SUPPLIED MATERIAL:

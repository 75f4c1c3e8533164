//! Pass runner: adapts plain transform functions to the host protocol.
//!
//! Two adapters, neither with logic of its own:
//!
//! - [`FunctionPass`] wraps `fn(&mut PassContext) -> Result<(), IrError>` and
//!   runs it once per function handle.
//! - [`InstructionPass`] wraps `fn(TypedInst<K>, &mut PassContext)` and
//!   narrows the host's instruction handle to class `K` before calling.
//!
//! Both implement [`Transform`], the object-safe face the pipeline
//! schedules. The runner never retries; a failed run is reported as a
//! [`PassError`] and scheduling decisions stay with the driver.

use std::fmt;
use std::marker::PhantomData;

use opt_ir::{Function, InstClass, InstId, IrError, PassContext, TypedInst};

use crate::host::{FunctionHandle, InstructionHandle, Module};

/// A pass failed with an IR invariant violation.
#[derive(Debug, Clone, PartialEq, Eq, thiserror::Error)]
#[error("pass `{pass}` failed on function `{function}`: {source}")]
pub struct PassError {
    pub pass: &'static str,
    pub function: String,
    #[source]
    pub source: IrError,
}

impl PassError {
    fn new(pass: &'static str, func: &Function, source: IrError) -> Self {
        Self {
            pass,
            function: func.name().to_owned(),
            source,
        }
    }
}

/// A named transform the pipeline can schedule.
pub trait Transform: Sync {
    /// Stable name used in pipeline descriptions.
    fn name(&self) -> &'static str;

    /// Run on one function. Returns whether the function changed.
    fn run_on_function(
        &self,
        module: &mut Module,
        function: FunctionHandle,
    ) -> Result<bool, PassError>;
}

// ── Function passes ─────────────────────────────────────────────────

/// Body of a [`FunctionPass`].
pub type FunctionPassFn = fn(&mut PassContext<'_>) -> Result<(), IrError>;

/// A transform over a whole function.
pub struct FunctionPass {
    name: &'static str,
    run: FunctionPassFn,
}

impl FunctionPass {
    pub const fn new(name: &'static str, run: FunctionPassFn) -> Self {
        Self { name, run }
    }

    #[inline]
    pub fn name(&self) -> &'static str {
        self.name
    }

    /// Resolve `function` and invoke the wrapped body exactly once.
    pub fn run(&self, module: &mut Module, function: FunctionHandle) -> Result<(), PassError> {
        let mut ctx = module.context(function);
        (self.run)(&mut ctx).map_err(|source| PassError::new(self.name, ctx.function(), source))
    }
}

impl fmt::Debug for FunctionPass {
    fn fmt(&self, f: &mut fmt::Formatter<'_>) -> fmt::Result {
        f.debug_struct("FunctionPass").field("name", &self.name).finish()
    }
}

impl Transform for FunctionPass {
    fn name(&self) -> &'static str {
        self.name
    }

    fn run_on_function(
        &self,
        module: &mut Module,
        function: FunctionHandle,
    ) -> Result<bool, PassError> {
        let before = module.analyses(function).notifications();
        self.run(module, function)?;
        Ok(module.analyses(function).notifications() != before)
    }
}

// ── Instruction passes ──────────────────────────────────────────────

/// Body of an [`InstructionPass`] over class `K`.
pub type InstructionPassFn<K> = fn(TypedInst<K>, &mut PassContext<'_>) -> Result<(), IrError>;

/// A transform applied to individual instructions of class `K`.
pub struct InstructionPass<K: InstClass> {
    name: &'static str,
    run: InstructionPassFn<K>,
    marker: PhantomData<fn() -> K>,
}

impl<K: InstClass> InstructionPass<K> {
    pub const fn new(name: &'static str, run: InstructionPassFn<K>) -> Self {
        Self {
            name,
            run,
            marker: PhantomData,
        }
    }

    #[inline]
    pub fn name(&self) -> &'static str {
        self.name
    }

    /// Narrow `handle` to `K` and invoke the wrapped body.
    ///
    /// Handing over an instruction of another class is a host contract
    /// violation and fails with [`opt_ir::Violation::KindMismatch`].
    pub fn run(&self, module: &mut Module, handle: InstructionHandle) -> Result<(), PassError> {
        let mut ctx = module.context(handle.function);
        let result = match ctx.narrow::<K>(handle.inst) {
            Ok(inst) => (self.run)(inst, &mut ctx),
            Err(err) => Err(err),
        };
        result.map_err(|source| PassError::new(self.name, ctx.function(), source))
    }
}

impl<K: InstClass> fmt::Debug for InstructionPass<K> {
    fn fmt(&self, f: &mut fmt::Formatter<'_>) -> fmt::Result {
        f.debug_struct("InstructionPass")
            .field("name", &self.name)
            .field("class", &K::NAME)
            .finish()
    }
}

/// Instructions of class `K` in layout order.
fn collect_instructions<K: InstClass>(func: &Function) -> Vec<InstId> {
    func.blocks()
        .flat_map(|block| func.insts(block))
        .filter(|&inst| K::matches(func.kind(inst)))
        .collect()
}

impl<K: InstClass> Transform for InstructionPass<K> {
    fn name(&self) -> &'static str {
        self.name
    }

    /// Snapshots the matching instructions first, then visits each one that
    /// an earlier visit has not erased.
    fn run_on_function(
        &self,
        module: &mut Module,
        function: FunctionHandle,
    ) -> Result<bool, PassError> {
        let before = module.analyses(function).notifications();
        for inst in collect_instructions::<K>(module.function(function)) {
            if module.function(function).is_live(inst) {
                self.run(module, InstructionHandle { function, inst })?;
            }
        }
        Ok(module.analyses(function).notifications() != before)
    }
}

WHAT YOU SHOULD DO: What lines in the data above contain the word "marker"? Show them all.

ANSWER TO THIS EXERCISE:
use std::marker::PhantomData;
    marker: PhantomData<fn() -> K>,
            marker: PhantomData,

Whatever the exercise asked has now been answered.